__Problem to solve__. For this exercise, please find the lines in the entries that include the word "IntoIterator" and copy them.

__Provided data__.
▬▬▬▬▬▬▬▬▬▬
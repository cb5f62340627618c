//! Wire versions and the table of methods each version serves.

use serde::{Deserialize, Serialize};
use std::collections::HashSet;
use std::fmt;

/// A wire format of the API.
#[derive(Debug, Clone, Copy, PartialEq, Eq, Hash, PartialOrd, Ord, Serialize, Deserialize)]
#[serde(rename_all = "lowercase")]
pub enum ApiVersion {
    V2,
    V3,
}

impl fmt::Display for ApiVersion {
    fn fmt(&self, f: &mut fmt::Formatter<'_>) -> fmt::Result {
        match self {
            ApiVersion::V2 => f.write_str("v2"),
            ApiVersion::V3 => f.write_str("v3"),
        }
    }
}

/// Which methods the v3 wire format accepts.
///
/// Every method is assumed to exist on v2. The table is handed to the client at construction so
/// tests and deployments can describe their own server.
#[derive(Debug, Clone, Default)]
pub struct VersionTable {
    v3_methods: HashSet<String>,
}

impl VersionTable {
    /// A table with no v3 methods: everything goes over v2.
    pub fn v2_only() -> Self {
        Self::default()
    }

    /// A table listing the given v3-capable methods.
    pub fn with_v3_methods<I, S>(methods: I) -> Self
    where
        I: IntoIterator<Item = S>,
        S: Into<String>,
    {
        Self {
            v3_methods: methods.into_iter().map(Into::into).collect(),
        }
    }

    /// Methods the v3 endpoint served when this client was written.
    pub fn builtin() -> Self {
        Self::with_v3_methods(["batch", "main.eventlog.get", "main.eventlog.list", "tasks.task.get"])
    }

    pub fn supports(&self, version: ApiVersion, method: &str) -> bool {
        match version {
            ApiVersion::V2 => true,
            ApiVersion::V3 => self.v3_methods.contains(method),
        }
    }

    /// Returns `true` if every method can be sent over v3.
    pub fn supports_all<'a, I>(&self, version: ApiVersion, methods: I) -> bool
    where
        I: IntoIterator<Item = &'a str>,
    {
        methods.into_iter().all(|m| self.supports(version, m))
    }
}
▬▬▬▬▬▬▬▬▬▬
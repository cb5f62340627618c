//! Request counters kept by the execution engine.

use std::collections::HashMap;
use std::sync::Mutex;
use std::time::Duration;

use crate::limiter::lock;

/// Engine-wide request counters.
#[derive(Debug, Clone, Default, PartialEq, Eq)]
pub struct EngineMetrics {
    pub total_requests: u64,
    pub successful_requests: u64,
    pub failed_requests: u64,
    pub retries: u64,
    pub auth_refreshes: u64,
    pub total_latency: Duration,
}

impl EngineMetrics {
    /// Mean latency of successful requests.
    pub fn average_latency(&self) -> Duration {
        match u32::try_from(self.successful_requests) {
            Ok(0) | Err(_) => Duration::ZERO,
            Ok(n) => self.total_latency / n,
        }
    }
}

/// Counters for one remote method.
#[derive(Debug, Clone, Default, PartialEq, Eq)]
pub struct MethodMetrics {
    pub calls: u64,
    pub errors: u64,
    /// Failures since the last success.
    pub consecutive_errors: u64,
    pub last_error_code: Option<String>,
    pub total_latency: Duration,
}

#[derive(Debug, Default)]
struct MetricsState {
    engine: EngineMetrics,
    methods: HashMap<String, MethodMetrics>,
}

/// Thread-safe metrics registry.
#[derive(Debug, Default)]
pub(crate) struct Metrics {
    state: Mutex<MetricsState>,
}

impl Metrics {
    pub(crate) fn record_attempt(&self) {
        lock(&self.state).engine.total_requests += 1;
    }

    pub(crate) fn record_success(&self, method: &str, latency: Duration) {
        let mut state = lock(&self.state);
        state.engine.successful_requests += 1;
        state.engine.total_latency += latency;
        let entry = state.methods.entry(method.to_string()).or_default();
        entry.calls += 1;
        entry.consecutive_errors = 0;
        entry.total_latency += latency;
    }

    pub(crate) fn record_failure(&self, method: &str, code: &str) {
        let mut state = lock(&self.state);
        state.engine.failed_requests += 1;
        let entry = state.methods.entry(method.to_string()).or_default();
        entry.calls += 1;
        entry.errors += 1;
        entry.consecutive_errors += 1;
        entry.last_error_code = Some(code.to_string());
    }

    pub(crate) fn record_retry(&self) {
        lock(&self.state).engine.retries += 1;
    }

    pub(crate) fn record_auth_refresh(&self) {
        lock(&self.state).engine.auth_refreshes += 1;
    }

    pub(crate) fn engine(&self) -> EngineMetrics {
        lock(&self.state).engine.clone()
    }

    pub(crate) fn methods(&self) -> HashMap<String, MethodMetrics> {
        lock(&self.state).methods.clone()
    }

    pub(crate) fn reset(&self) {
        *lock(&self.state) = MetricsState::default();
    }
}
▬▬▬▬▬▬▬▬▬▬
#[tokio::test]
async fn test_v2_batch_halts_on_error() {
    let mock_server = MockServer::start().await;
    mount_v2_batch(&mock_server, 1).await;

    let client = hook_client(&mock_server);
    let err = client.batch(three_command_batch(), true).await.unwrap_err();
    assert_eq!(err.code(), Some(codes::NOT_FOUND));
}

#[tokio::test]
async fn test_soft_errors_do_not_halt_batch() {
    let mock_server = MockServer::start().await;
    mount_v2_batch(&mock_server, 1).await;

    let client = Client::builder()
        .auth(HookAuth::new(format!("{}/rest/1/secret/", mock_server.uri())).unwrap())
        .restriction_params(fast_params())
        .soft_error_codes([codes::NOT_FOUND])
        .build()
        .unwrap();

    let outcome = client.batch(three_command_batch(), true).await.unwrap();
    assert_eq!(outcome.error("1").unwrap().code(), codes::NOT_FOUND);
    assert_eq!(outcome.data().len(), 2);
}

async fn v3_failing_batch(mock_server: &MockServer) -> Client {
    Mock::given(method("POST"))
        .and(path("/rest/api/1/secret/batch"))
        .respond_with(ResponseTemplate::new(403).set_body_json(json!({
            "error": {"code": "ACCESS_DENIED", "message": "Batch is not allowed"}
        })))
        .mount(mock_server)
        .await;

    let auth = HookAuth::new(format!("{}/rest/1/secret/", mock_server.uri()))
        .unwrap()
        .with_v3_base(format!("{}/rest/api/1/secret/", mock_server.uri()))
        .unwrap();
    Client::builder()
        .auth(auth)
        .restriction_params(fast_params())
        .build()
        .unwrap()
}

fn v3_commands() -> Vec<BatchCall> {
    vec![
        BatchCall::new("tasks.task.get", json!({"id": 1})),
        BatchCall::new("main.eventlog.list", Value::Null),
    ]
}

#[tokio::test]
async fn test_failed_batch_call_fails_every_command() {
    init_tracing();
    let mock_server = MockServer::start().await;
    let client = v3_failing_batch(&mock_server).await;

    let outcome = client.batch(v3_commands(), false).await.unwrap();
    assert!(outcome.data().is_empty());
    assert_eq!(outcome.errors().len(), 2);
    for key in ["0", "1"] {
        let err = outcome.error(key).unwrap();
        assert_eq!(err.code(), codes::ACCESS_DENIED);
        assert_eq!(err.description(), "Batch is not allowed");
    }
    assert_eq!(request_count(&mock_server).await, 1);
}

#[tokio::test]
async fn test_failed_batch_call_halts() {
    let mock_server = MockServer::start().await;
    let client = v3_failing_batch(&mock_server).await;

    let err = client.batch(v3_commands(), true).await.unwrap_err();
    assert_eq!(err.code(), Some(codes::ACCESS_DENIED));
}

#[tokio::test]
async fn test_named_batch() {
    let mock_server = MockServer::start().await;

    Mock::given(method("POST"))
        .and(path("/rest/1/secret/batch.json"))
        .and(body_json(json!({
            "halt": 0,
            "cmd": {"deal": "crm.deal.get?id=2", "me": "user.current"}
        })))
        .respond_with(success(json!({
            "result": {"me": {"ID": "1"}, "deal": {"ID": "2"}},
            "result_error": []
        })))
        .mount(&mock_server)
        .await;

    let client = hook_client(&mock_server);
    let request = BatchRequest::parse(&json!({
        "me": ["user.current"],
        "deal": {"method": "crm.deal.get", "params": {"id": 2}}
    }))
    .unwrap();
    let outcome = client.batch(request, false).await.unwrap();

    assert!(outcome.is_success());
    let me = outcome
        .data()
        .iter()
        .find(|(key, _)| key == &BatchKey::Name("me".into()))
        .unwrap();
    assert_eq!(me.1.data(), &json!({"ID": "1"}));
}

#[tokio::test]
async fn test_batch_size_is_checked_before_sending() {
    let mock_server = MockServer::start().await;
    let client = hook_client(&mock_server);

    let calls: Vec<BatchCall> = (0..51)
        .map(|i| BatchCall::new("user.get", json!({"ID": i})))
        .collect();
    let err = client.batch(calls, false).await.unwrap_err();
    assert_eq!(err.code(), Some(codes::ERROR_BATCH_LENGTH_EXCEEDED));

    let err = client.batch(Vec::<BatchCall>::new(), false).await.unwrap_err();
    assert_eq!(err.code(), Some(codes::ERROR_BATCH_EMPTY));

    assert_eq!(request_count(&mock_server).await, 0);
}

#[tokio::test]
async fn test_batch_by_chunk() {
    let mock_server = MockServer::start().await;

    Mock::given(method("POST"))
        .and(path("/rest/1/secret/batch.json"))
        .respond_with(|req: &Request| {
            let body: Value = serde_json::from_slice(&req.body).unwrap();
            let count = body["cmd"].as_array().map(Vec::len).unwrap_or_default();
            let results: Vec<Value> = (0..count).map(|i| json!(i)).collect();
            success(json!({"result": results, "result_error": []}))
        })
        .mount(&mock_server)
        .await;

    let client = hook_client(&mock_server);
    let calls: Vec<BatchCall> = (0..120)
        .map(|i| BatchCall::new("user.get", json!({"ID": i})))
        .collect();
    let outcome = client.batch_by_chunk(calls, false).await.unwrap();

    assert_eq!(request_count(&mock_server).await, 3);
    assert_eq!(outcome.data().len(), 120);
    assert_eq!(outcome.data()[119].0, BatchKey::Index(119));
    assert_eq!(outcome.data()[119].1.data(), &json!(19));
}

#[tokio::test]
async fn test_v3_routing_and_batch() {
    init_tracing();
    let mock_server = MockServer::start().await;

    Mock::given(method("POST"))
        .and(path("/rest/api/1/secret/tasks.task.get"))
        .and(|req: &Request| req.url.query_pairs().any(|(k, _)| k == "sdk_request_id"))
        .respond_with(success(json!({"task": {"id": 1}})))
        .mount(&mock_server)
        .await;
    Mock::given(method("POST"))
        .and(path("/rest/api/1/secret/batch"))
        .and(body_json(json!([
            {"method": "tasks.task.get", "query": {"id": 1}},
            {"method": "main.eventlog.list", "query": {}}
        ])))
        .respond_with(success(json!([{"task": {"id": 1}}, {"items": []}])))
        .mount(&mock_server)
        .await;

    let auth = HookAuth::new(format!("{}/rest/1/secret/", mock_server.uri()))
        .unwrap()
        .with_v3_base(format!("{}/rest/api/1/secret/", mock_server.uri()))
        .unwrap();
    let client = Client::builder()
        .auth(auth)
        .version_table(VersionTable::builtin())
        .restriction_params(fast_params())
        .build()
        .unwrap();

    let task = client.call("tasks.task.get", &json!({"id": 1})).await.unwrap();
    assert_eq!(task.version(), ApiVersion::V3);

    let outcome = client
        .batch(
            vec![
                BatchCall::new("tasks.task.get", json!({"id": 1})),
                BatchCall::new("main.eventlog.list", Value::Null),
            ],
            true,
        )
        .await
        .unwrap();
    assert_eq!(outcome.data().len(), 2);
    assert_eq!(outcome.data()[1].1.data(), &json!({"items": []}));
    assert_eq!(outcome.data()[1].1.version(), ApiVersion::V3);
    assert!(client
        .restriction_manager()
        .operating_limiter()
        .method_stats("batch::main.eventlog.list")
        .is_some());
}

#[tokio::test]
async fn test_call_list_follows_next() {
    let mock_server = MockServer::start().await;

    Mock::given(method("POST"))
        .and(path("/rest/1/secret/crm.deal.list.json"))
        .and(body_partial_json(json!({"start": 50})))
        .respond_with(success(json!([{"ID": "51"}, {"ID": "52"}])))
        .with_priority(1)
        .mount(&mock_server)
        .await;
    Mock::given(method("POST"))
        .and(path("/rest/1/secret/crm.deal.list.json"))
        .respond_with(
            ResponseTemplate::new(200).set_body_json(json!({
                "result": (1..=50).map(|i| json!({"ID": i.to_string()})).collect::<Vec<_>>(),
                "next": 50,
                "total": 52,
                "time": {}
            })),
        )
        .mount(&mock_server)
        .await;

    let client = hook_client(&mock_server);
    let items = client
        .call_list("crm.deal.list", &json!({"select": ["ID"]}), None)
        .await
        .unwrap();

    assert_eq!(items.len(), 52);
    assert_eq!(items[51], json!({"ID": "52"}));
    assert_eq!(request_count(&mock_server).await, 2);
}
▬▬▬▬▬▬▬▬▬▬
__Result below__.
        I: IntoIterator<Item = S>,
        I: IntoIterator<Item = &'a str>,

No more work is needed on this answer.